== Dataset extract

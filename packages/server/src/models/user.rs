use serde::{Deserialize, Serialize};
use uuid::Uuid;

use super::auth::MAX_NAME_CHARS;
use super::shared::{Pagination, normalize_email, validate_password, validate_text};
use crate::entity::{role::Role, user};
use crate::error::AppError;

/// Public view of a user. The password hash and image delete hash are never exposed.
#[derive(Debug, Serialize, utoipa::ToSchema)]
#[serde(rename_all = "camelCase")]
pub struct UserResponse {
    pub id: Uuid,
    #[schema(example = "Ada")]
    pub first_name: String,
    #[schema(example = "Lovelace")]
    pub last_name: String,
    #[schema(example = "ada@example.com")]
    pub email: String,
    pub role: Role,
    /// Public URL of the profile image, if one is set.
    #[schema(example = "https://i.imgur.com/abc123.png")]
    pub image_url: Option<String>,
}

impl From<user::Model> for UserResponse {
    fn from(model: user::Model) -> Self {
        Self {
            id: model.id,
            first_name: model.first_name,
            last_name: model.last_name,
            email: model.email,
            role: model.role,
            image_url: model.image_url,
        }
    }
}

#[derive(Serialize, utoipa::ToSchema)]
#[serde(rename_all = "camelCase")]
pub struct UserListResponse {
    #[serde(flatten)]
    pub pagination: Pagination,
    pub items: Vec<UserResponse>,
}

/// Request body for creating a user directly (admin only).
#[derive(Deserialize, utoipa::ToSchema)]
#[serde(rename_all = "camelCase")]
pub struct CreateUserRequest {
    pub first_name: String,
    pub last_name: String,
    pub email: String,
    pub password: String,
    /// Defaults to `USER`.
    pub role: Option<Role>,
}

/// Full replacement of a user's profile fields.
///
/// Image fields are managed by the image endpoints and are kept as-is.
#[derive(Deserialize, utoipa::ToSchema)]
#[serde(rename_all = "camelCase")]
pub struct UpdateUserRequest {
    pub first_name: String,
    pub last_name: String,
    pub email: String,
    /// Omit to keep the current role. Only admins may change it.
    pub role: Option<Role>,
    /// Omit to keep the current password.
    pub password: Option<String>,
}

fn validate_profile(first_name: &str, last_name: &str, email: &str) -> Result<String, AppError> {
    validate_text("First name", first_name, MAX_NAME_CHARS)?;
    validate_text("Last name", last_name, MAX_NAME_CHARS)?;
    normalize_email(email)
}

/// Returns the normalized email on success.
pub fn validate_create_user(payload: &CreateUserRequest) -> Result<String, AppError> {
    validate_password(&payload.password)?;
    validate_profile(&payload.first_name, &payload.last_name, &payload.email)
}

/// Returns the normalized email on success.
pub fn validate_update_user(payload: &UpdateUserRequest) -> Result<String, AppError> {
    if let Some(ref password) = payload.password {
        validate_password(password)?;
    }
    validate_profile(&payload.first_name, &payload.last_name, &payload.email)
}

====

§ What you have to do
Copy out each record from above, exactly.

§ Answer section
filename packages/server/src/models/user.rs
use serde::{Deserialize, Serialize};
use uuid::Uuid;

use super::auth::MAX_NAME_CHARS;
use super::shared::{Pagination, normalize_email, validate_password, validate_text};
use crate::entity::{role::Role, user};
use crate::error::AppError;

/// Public view of a user. The password hash and image delete hash are never exposed.
#[derive(Debug, Serialize, utoipa::ToSchema)]
#[serde(rename_all = "camelCase")]
pub struct UserResponse {
    pub id: Uuid,
    #[schema(example = "Ada")]
    pub first_name: String,
    #[schema(example = "Lovelace")]
    pub last_name: String,
    #[schema(example = "ada@example.com")]
    pub email: String,
    pub role: Role,
    /// Public URL of the profile image, if one is set.
    #[schema(example = "https://i.imgur.com/abc123.png")]
    pub image_url: Option<String>,
}

impl From<user::Model> for UserResponse {
    fn from(model: user::Model) -> Self {
        Self {
            id: model.id,
            first_name: model.first_name,
            last_name: model.last_name,
            email: model.email,
            role: model.role,
            image_url: model.image_url,
        }
    }
}

#[derive(Serialize, utoipa::ToSchema)]
#[serde(rename_all = "camelCase")]
pub struct UserListResponse {
    #[serde(flatten)]
    pub pagination: Pagination,
    pub items: Vec<UserResponse>,
}

/// Request body for creating a user directly (admin only).
#[derive(Deserialize, utoipa::ToSchema)]
#[serde(rename_all = "camelCase")]
pub struct CreateUserRequest {
    pub first_name: String,
    pub last_name: String,
    pub email: String,
    pub password: String,
    /// Defaults to `USER`.
    pub role: Option<Role>,
}

/// Full replacement of a user's profile fields.
///
/// Image fields are managed by the image endpoints and are kept as-is.
#[derive(Deserialize, utoipa::ToSchema)]
#[serde(rename_all = "camelCase")]
pub struct UpdateUserRequest {
    pub first_name: String,
    pub last_name: String,
    pub email: String,
    /// Omit to keep the current role. Only admins may change it.
    pub role: Option<Role>,
    /// Omit to keep the current password.
    pub password: Option<String>,
}

fn validate_profile(first_name: &str, last_name: &str, email: &str) -> Result<String, AppError> {
    validate_text("First name", first_name, MAX_NAME_CHARS)?;
    validate_text("Last name", last_name, MAX_NAME_CHARS)?;
    normalize_email(email)
}

/// Returns the normalized email on success.
pub fn validate_create_user(payload: &CreateUserRequest) -> Result<String, AppError> {
    validate_password(&payload.password)?;
    validate_profile(&payload.first_name, &payload.last_name, &payload.email)
}

/// Returns the normalized email on success.
pub fn validate_update_user(payload: &UpdateUserRequest) -> Result<String, AppError> {
    if let Some(ref password) = payload.password {
        validate_password(password)?;
    }
    validate_profile(&payload.first_name, &payload.last_name, &payload.email)
}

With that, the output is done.